Mike Fletcher shares his experience of attending Cvent CONNECT Europe and talks to Cvent’s Felicia Asiedu about staging the hybrid customer conference.
The last time I was back in the Arora ballroom at the Intercontinental London – The O2, it was October 2019 and Cvent’s Founder and CEO, Reggie Aggarwal was on-stage telling the Cvent CONNECT Europe audience the importance of a company culture driven by values rather than rules, along with the ability to hire well, listen well and build well.
We all know what happened to the world just a few short months later so it was impressive to see that when Cvent CONNECT Europe Virtual came around in 2020, the company had already lived-up to Reggie’s words by listening to what the industry needed, hiring the engineers to build it and by launching the Cvent Virtual Attendee Hub, which could integrate into the company’s existing suite of event marketing and management solutions.
The first time most people saw the Cvent Virtual Attendee Hub was when it powered the US version of Cvent CONNECT in August 2020, showcasing the technology to more than 28,000 global event professionals, marketers and hospitality planners.
For Cvent CONNECT Europe Virtual, which took place in October that year, another 8,000 online registrants got to experience the single largest investment in Cvent’s 21-year history and the resulting work of hundreds of product development experts, working remotely from home across multiple teams, timezones and disciplines.
Fast-forward to October 2021 and I’m back in the ballroom watching Reggie on-stage outline how the pandemic has been a catalyst for innovation, likely to change the face of the events industry forever.
Cvent CONNECT Europe 2021 was a hybrid blend of the Cvent Virtual Attendee Hub and in-person activity around the Intercontinental’s dedicated conference suite. To attend day one in-person, you needed to provide a negative lateral flow test or evidence of double vaccination, while day two was virtual with on-demand catch-ups.
“With so many virtual attendees accessing content in 2020, we needed to ensure that we didn’t lose the online audience. But we also understood the desire to get back to in-person live events. As a result, we decided upon a hybrid first day and a second day that was purely virtual,” Felicia Asiedu senior marketing manager, Europe at Cvent says. “The virtual elements were free to attend so it was the right thing to do for the right time, both from a commercial and ethical standpoint.”
The hotel’s Covid compliance checks, together with the touch-less registration meant that those delegates who did attend the first day in-person, reported how smooth the whole process was – helping them to feel safe and confident to be back in a conference environment.
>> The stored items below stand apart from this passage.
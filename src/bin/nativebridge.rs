//! nativebridge - call native functions described by JSON type descriptors

use clap::{Parser, Subcommand};
use nativebridge::{create_ref, start_with, stop, Argument, EngineConfig, StartOptions, TypeDescriptor, Value};
use serde::Deserialize;
use serde_json::{json, Map, Number};
use std::path::PathBuf;
use std::process;

#[derive(Parser)]
#[command(name = "nativebridge")]
#[command(about = "Dynamic foreign-call marshaling engine", long_about = None)]
struct Cli {
    #[command(subcommand)]
    command: Commands,

    /// Configuration file (defaults to nativebridge.toml discovery)
    #[arg(short, long, global = true, value_name = "CONFIG")]
    config: Option<PathBuf>,
}

#[derive(Subcommand)]
enum Commands {
    /// Call a native function and print its result as JSON
    Call {
        /// Library name, alias or path
        library: String,

        /// Exported symbol
        symbol: String,

        /// Arguments: [{"type": <descriptor>, "value": ..., "optional": bool}]
        #[arg(short, long, default_value = "[]")]
        args: String,

        /// Return descriptor
        #[arg(short, long, default_value = r#"{"type":"void"}"#)]
        returns: String,

        /// Application id the engine is started with
        #[arg(long, default_value = "org.nativebridge.Cli")]
        application_id: String,
    },

    /// Check that a descriptor is well formed
    Validate {
        /// Descriptor JSON
        descriptor: String,
    },

    /// Print the default configuration
    Config,
}

#[derive(Deserialize)]
struct JsonArgument {
    #[serde(rename = "type")]
    descriptor: TypeDescriptor,
    #[serde(default)]
    value: serde_json::Value,
    #[serde(default)]
    optional: bool,
}

fn main() {
    let cli = Cli::parse();

    let result = match cli.command {
        Commands::Call {
            library,
            symbol,
            args,
            returns,
            application_id,
        } => load_config(cli.config.as_ref())
            .and_then(|config| run_call(config, &application_id, &library, &symbol, &args, &returns)),
        Commands::Validate { descriptor } => validate(&descriptor),
        Commands::Config => {
            print!("{}", EngineConfig::generate_default());
            Ok(())
        }
    };

    if let Err(e) = result {
        eprintln!("Error: {}", e);
        process::exit(1);
    }
}

fn load_config(path: Option<&PathBuf>) -> Result<EngineConfig, String> {
    match path {
        Some(path) => EngineConfig::load(path).map_err(|e| e.to_string()),
        None => Ok(EngineConfig::discover()),
    }
}

fn run_call(
    config: EngineConfig,
    application_id: &str,
    library: &str,
    symbol: &str,
    args: &str,
    returns: &str,
) -> Result<(), String> {
    let parsed: Vec<JsonArgument> =
        serde_json::from_str(args).map_err(|e| format!("invalid argument list: {}", e))?;
    let return_type: TypeDescriptor =
        serde_json::from_str(returns).map_err(|e| format!("invalid return descriptor: {}", e))?;

    let arguments: Vec<Argument> = parsed.into_iter().map(to_argument).collect();

    start_with(application_id, StartOptions::new().with_config(config)).map_err(|e| e.to_string())?;
    let outcome = nativebridge::call(library, symbol, &arguments, &return_type);
    let output = outcome.map(|value| {
        let out: Vec<serde_json::Value> = arguments
            .iter()
            .filter_map(|arg| arg.value.as_ref_cell())
            .map(|cell| to_json(&cell.get()))
            .collect();
        json!({ "result": to_json(&value), "out": out })
    });
    drop(arguments);
    stop();

    let output = output.map_err(|e| e.to_string())?;
    println!("{}", serde_json::to_string_pretty(&output).map_err(|e| e.to_string())?);
    Ok(())
}

fn validate(descriptor: &str) -> Result<(), String> {
    let ty: TypeDescriptor = serde_json::from_str(descriptor).map_err(|e| e.to_string())?;
    ty.validate().map_err(|e| e.to_string())?;
    println!(
        "{}: {} slot(s) {:?}",
        ty,
        ty.slot_count(),
        ty.slot_types().as_slice()
    );
    Ok(())
}

/// References get a fresh cell holding the JSON value
fn to_argument(arg: JsonArgument) -> Argument {
    let value = from_json(&arg.value);
    let value = match arg.descriptor {
        TypeDescriptor::Reference { .. } => Value::Ref(create_ref(value)),
        _ => value,
    };
    Argument {
        descriptor: arg.descriptor,
        value,
        optional: arg.optional,
    }
}

fn from_json(json: &serde_json::Value) -> Value {
    match json {
        serde_json::Value::Null => Value::Null,
        serde_json::Value::Bool(b) => Value::Bool(*b),
        serde_json::Value::Number(n) => {
            if let Some(i) = n.as_i64() {
                Value::Int(i as i128)
            } else if let Some(u) = n.as_u64() {
                Value::Int(u as i128)
            } else {
                Value::Float(n.as_f64().unwrap_or(f64::NAN))
            }
        }
        serde_json::Value::String(s) => Value::String(s.clone()),
        serde_json::Value::Array(items) => Value::Array(items.iter().map(from_json).collect()),
        serde_json::Value::Object(map) => Value::Map(
            map.iter()
                .map(|(k, v)| (Value::String(k.clone()), from_json(v)))
                .collect(),
        ),
    }
}

fn to_json(value: &Value) -> serde_json::Value {
    match value {
        Value::Null => serde_json::Value::Null,
        Value::Bool(b) => json!(b),
        Value::Int(i) => i64::try_from(*i)
            .map(Number::from)
            .or_else(|_| u64::try_from(*i).map(Number::from))
            .map_or_else(|_| json!(i.to_string()), serde_json::Value::Number),
        Value::Float(f) => Number::from_f64(*f).map_or(serde_json::Value::Null, serde_json::Value::Number),
        Value::String(s) => json!(s),
        Value::Pointer(address) => json!(format!("{:#x}", address)),
        Value::Object(object) => json!({ "object": format!("{:#x}", object.address()) }),
        Value::Boxed(boxed) => json!({
            "boxed": boxed.type_name(),
            "address": format!("{:#x}", boxed.address()),
        }),
        Value::Array(items) => serde_json::Value::Array(items.iter().map(to_json).collect()),
        Value::Map(pairs) => {
            let mut map = Map::new();
            for (k, v) in pairs {
                let key = match k {
                    Value::String(s) => s.clone(),
                    other => to_json(other).to_string(),
                };
                map.insert(key, to_json(v));
            }
            serde_json::Value::Object(map)
        }
        Value::Ref(cell) => to_json(&cell.get()),
        Value::Callback(_) => json!("<callback>"),
    }
}
//! Callback trampolines
//!
//! Every managed callable handed to native code gets its own libffi
//! closure. The closure's userdata is the registration id; the handler
//! looks the callable up by id on each invocation, so a released
//! registration is never dereferenced, only missed.
//!
//! Lifetime of a registration follows its trampoline kind:
//! - `Destroy` and `AsyncReady` are released after their single call
//! - kinds with a destroy slot are released when native code calls it
//! - everything else lives until [`unregister`] or engine stop

mod handler;
mod registry;


use crate::descriptor::{DestroySlot, TrampolineKind, TypeDescriptor};
use crate::errors::Result;
use crate::interop::SlotType;
use crate::logging::log_closure_registered;
use crate::value::Callable;
use libffi::middle::{Cif, Closure};
use registry::{NativeCode, Registration};
use std::fmt;
use std::rc::Rc;

pub(crate) use registry::retire_all;

/// Identifier of one trampoline registration
#[derive(Debug, Clone, Copy, PartialEq, Eq, Hash, PartialOrd, Ord)]
pub struct RegistrationId(pub(crate) u64);

impl RegistrationId {
    pub fn get(self) -> u64 {
        self.0
    }
}

impl fmt::Display for RegistrationId {
    fn fmt(&self, f: &mut fmt::Formatter<'_>) -> fmt::Result {
        write!(f, "#{}", self.0)
    }
}

/// Native-facing half of a registration
///
/// `user_data` is what native code passes back as the trailing `gpointer`;
/// `destroy` is zero for kinds without a destroy slot.
#[derive(Debug, Clone, Copy, PartialEq, Eq)]
pub struct NativeCallback {
    pub id: RegistrationId,
    pub code: usize,
    pub user_data: usize,
    pub destroy: usize,
}

/// Register `callable` behind a trampoline of `kind`
pub fn register(
    kind: TrampolineKind,
    arg_types: &[TypeDescriptor],
    return_type: &TypeDescriptor,
    callable: Callable,
) -> Result<NativeCallback> {
    TypeDescriptor::callback(kind, arg_types.to_vec(), return_type.clone()).validate()?;
    let shape = kind.shape();

    let mut params: Vec<SlotType> = arg_types.iter().map(TypeDescriptor::value_slot).collect();
    if shape.user_data_param {
        params.push(SlotType::Pointer);
    }
    let cif = Cif::new(
        params.iter().map(|t| t.ffi_type()),
        return_type.value_slot().ffi_type(),
    );

    let id = registry::next_id();
    let userdata = Box::into_raw(Box::new(id));
    // SAFETY: the box is freed only when the closure is dropped with it
    let closure = Closure::new(cif, handler::invoke, unsafe { &*userdata });
    let code = *closure.code_ptr() as usize;

    let destroy = match shape.destroy {
        DestroySlot::None => 0,
        DestroySlot::DestroyNotify => handler::destroy_notify as usize,
        DestroySlot::ClosureNotify => handler::closure_notify as usize,
    };

    registry::insert(
        id,
        Registration {
            callable,
            kind,
            arg_types: Rc::from(arg_types),
            return_type: Rc::new(return_type.clone()),
            code: NativeCode { closure, userdata },
        },
    );
    log_closure_registered(id, kind.name());

    Ok(NativeCallback {
        id: RegistrationId(id),
        code,
        user_data: id as usize,
        destroy,
    })
}

/// Drop a registration explicitly
///
/// Returns `false` if it was already released. Native code must no longer
/// hold the code pointer.
pub fn unregister(id: RegistrationId) -> bool {
    registry::release(id.0, "unregister")
}

/// Registrations currently reachable from native code
pub fn live_closures() -> usize {
    registry::live()
}

/// Live registrations backed by `callable`
pub(crate) fn registrations_of(callable: &Callable) -> Vec<RegistrationId> {
    registry::ids_for(callable.identity())
}
/// Copy every out-parameter's final native value back into its cell
///
/// Pointer slots native code left untouched keep the cell's value, since
/// they still point at storage the frame lent out.
pub(crate) fn copy_back(engine: &Engine, frame: &mut Frame) -> Result<()> {
    let out_params = std::mem::take(&mut frame.out_params);
    let mut first_error = None;
    for (i, out) in out_params.into_iter().enumerate() {
        // SAFETY: the scratch slot is owned by the frame
        let after = unsafe { *out.slot };
        let pointer_like = out.inner.value_slot() == SlotType::Pointer;
        if pointer_like && after.address() != 0 && after.address() == out.initial.address() {
            continue;
        }
        match from_native(engine, &out.inner, after) {
            Ok(value) => out.cell.set(value),
            Err(e) => {
                if first_error.is_none() {
                    first_error = Some(e.with_context(format!("out-parameter {}", i)));
                }
            }
        }
    }
    first_error.map_or(Ok(()), Err)
}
In October 2019, the Arora ballroom had served as the main plenary hall, with break-out sessions and Innovation Pavilion exhibitors spread over two floors and 19 meeting rooms. For this year’s hybrid outing, Cvent redesigned the in-person space so that the ballroom was divided into three parts featuring all the different elements and allowing for a more contained delegate flow.
Asiedu explains: “The Innovation Pavilion was in the middle with break-out rooms on one side and the plenary hall on the other so that delegates had to pass through the exhibitors when moving from one content stream to the next. Again, it added to attendee comfort levels and created a good energy in the room.
“The second floor was just for the Cvent team and virtual production office. It was a place where we could manage everything and ensure that the technology was performing. At Cvent, we’re the biggest users of our own technology so being able to take advantage of the Attendee Hub for networking, discussion rooms and building up content agendas was a dream come true.”
In order to ensure that Cvent CONNECT Europe offered one experience for two different audiences, how the online audience saw and heard what was happening on stage was vital.
Cvent’s production partner, Encore designed the main plenary stage like a TV broadcast, with a camera tracking across the front and a floating screen hung from the ceiling – encouraging presenters to maintain eye-level contact with the virtual viewer and featuring autocue prompts.
“Virtual viewers could ask questions via the hub while in-room attendees asked questions via the app so none of us knew where the questions were coming from. That’s important so that you don’t segment your audience into at-home or in-the-room and it connects the overall experience,” Asiedu says. “Some of the virtual content was live and some of it was recorded on the first day and offered on-demand during day two. By producing additional virtual content using Cvent Studio, we were able to reduce the amount of production effort, which in turn meant we could offer more. It’s content I can also re-use for the rest of the year and into 2022.”
Overall, Asiedu admits that designing a hybrid event feels like planning two separate events with a focus on one exceptional experience. It’s hard work, things go wrong but seeing increased engagement, broader reach, audience interaction and delegates enjoying safe event environments again means that the rewards are worth it.